Stored data
::::::

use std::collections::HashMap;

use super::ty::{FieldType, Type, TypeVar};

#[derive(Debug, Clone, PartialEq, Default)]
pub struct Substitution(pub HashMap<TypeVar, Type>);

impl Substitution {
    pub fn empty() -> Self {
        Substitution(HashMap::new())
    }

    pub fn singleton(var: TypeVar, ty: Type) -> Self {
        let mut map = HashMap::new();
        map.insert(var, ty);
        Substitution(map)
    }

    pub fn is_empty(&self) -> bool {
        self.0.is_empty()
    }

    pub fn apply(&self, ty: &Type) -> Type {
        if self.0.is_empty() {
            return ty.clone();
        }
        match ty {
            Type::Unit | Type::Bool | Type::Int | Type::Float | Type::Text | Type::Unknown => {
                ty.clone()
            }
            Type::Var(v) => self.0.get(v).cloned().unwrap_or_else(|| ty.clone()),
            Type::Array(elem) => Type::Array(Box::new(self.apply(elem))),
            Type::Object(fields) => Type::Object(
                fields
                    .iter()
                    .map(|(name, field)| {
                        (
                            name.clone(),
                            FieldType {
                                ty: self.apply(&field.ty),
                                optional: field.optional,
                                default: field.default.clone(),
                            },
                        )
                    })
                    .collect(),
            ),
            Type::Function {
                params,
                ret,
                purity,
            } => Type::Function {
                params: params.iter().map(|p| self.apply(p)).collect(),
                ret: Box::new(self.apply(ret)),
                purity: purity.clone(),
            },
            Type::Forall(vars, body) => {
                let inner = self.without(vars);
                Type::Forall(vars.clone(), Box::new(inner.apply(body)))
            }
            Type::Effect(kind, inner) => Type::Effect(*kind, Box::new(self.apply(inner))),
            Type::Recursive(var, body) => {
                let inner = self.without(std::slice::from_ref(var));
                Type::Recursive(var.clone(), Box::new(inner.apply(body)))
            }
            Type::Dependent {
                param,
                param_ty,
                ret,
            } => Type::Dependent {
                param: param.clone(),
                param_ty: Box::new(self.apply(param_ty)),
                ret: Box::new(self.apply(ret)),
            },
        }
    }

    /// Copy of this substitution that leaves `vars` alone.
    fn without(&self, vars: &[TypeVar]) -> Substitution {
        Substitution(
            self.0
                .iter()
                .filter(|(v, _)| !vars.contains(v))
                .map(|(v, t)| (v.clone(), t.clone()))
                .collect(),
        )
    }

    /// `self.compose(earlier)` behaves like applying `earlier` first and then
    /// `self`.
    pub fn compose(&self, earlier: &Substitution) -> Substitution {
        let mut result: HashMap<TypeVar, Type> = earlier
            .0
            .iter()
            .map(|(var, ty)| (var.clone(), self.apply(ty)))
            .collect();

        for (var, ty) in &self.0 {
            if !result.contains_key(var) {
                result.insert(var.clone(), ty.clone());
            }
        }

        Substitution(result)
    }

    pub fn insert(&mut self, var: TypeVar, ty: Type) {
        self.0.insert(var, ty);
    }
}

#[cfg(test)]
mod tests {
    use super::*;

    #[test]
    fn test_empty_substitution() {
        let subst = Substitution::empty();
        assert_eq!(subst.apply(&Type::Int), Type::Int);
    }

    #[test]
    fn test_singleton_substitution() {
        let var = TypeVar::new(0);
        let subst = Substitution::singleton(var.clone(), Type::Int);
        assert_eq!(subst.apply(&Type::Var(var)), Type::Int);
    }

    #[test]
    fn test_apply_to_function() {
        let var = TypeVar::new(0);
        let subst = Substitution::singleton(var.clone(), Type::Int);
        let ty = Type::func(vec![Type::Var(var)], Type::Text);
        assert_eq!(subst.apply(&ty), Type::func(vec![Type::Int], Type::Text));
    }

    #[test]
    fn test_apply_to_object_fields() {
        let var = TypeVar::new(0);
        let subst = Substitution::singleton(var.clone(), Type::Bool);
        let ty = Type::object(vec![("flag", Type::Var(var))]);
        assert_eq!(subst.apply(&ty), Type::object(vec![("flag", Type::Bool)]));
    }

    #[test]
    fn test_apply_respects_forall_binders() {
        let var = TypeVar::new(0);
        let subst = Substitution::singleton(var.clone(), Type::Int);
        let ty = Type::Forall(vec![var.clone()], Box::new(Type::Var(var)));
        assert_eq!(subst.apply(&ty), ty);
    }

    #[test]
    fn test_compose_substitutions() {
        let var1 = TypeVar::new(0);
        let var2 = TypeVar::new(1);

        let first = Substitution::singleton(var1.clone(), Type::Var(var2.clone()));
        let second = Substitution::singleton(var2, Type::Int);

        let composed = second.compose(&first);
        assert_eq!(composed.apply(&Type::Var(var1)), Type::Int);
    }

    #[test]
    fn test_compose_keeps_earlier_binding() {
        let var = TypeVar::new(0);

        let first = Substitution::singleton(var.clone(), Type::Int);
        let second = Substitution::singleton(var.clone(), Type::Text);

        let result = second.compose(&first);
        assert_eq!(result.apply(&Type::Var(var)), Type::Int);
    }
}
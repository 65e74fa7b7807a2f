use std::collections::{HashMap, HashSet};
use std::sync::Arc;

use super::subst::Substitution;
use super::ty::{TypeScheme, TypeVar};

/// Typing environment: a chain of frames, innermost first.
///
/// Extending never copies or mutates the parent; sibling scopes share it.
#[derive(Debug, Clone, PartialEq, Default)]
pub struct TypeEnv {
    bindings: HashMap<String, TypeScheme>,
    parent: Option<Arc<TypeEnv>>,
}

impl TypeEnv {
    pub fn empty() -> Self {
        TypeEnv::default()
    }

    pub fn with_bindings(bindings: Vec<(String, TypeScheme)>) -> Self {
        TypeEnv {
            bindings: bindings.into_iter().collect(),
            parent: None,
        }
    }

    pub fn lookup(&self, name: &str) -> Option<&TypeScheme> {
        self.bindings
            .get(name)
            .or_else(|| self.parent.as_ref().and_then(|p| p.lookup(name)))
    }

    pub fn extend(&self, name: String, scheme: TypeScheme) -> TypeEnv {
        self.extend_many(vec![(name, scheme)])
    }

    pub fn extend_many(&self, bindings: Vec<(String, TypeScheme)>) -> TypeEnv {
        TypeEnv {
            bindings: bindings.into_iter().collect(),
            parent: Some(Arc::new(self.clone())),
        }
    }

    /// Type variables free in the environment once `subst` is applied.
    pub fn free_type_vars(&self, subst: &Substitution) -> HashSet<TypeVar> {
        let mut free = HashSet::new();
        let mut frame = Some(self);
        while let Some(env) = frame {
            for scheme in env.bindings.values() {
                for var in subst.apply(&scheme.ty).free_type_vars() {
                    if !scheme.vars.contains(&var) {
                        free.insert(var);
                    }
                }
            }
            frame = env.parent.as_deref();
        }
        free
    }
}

::::::

Repeat every line of the records above exactly.

use std::collections::HashMap;

use super::ty::{FieldType, Type, TypeVar};

#[derive(Debug, Clone, PartialEq, Default)]
pub struct Substitution(pub HashMap<TypeVar, Type>);

impl Substitution {
    pub fn empty() -> Self {
        Substitution(HashMap::new())
    }

    pub fn singleton(var: TypeVar, ty: Type) -> Self {
        let mut map = HashMap::new();
        map.insert(var, ty);
        Substitution(map)
    }

    pub fn is_empty(&self) -> bool {
        self.0.is_empty()
    }

    pub fn apply(&self, ty: &Type) -> Type {
        if self.0.is_empty() {
            return ty.clone();
        }
        match ty {
            Type::Unit | Type::Bool | Type::Int | Type::Float | Type::Text | Type::Unknown => {
                ty.clone()
            }
            Type::Var(v) => self.0.get(v).cloned().unwrap_or_else(|| ty.clone()),
            Type::Array(elem) => Type::Array(Box::new(self.apply(elem))),
            Type::Object(fields) => Type::Object(
                fields
                    .iter()
                    .map(|(name, field)| {
                        (
                            name.clone(),
                            FieldType {
                                ty: self.apply(&field.ty),
                                optional: field.optional,
                                default: field.default.clone(),
                            },
                        )
                    })
                    .collect(),
            ),
            Type::Function {
                params,
                ret,
                purity,
            } => Type::Function {
                params: params.iter().map(|p| self.apply(p)).collect(),
                ret: Box::new(self.apply(ret)),
                purity: purity.clone(),
            },
            Type::Forall(vars, body) => {
                let inner = self.without(vars);
                Type::Forall(vars.clone(), Box::new(inner.apply(body)))
            }
            Type::Effect(kind, inner) => Type::Effect(*kind, Box::new(self.apply(inner))),
            Type::Recursive(var, body) => {
                let inner = self.without(std::slice::from_ref(var));
                Type::Recursive(var.clone(), Box::new(inner.apply(body)))
            }
            Type::Dependent {
                param,
                param_ty,
                ret,
            } => Type::Dependent {
                param: param.clone(),
                param_ty: Box::new(self.apply(param_ty)),
                ret: Box::new(self.apply(ret)),
            },
        }
    }

    /// Copy of this substitution that leaves `vars` alone.
    fn without(&self, vars: &[TypeVar]) -> Substitution {
        Substitution(
            self.0
                .iter()
                .filter(|(v, _)| !vars.contains(v))
                .map(|(v, t)| (v.clone(), t.clone()))
                .collect(),
        )
    }

    /// `self.compose(earlier)` behaves like applying `earlier` first and then
    /// `self`.
    pub fn compose(&self, earlier: &Substitution) -> Substitution {
        let mut result: HashMap<TypeVar, Type> = earlier
            .0
            .iter()
            .map(|(var, ty)| (var.clone(), self.apply(ty)))
            .collect();

        for (var, ty) in &self.0 {
            if !result.contains_key(var) {
                result.insert(var.clone(), ty.clone());
            }
        }

        Substitution(result)
    }

    pub fn insert(&mut self, var: TypeVar, ty: Type) {
        self.0.insert(var, ty);
    }
}

#[cfg(test)]
mod tests {
    use super::*;

    #[test]
    fn test_empty_substitution() {
        let subst = Substitution::empty();
        assert_eq!(subst.apply(&Type::Int), Type::Int);
    }

    #[test]
    fn test_singleton_substitution() {
        let var = TypeVar::new(0);
        let subst = Substitution::singleton(var.clone(), Type::Int);
        assert_eq!(subst.apply(&Type::Var(var)), Type::Int);
    }

    #[test]
    fn test_apply_to_function() {
        let var = TypeVar::new(0);
        let subst = Substitution::singleton(var.clone(), Type::Int);
        let ty = Type::func(vec![Type::Var(var)], Type::Text);
        assert_eq!(subst.apply(&ty), Type::func(vec![Type::Int], Type::Text));
    }

    #[test]
    fn test_apply_to_object_fields() {
        let var = TypeVar::new(0);
        let subst = Substitution::singleton(var.clone(), Type::Bool);
        let ty = Type::object(vec![("flag", Type::Var(var))]);
        assert_eq!(subst.apply(&ty), Type::object(vec![("flag", Type::Bool)]));
    }

    #[test]
    fn test_apply_respects_forall_binders() {
        let var = TypeVar::new(0);
        let subst = Substitution::singleton(var.clone(), Type::Int);
        let ty = Type::Forall(vec![var.clone()], Box::new(Type::Var(var)));
        assert_eq!(subst.apply(&ty), ty);
    }

    #[test]
    fn test_compose_substitutions() {
        let var1 = TypeVar::new(0);
        let var2 = TypeVar::new(1);

        let first = Substitution::singleton(var1.clone(), Type::Var(var2.clone()));
        let second = Substitution::singleton(var2, Type::Int);

        let composed = second.compose(&first);
        assert_eq!(composed.apply(&Type::Var(var1)), Type::Int);
    }

    #[test]
    fn test_compose_keeps_earlier_binding() {
        let var = TypeVar::new(0);

        let first = Substitution::singleton(var.clone(), Type::Int);
        let second = Substitution::singleton(var.clone(), Type::Text);

        let result = second.compose(&first);
        assert_eq!(result.apply(&Type::Var(var)), Type::Int);
    }
}
repository 65e74fa7b7807a2f
use std::collections::{HashMap, HashSet};
use std::sync::Arc;

use super::subst::Substitution;
use super::ty::{TypeScheme, TypeVar};

/// Typing environment: a chain of frames, innermost first.
///
/// Extending never copies or mutates the parent; sibling scopes share it.
#[derive(Debug, Clone, PartialEq, Default)]
pub struct TypeEnv {
    bindings: HashMap<String, TypeScheme>,
    parent: Option<Arc<TypeEnv>>,
}

impl TypeEnv {
    pub fn empty() -> Self {
        TypeEnv::default()
    }

    pub fn with_bindings(bindings: Vec<(String, TypeScheme)>) -> Self {
        TypeEnv {
            bindings: bindings.into_iter().collect(),
            parent: None,
        }
    }

    pub fn lookup(&self, name: &str) -> Option<&TypeScheme> {
        self.bindings
            .get(name)
            .or_else(|| self.parent.as_ref().and_then(|p| p.lookup(name)))
    }

    pub fn extend(&self, name: String, scheme: TypeScheme) -> TypeEnv {
        self.extend_many(vec![(name, scheme)])
    }

    pub fn extend_many(&self, bindings: Vec<(String, TypeScheme)>) -> TypeEnv {
        TypeEnv {
            bindings: bindings.into_iter().collect(),
            parent: Some(Arc::new(self.clone())),
        }
    }

    /// Type variables free in the environment once `subst` is applied.
    pub fn free_type_vars(&self, subst: &Substitution) -> HashSet<TypeVar> {
        let mut free = HashSet::new();
        let mut frame = Some(self);
        while let Some(env) = frame {
            for scheme in env.bindings.values() {
                for var in subst.apply(&scheme.ty).free_type_vars() {
                    if !scheme.vars.contains(&var) {
                        free.insert(var);
                    }
                }
            }
            frame = env.parent.as_deref();
        }
        free
    }
}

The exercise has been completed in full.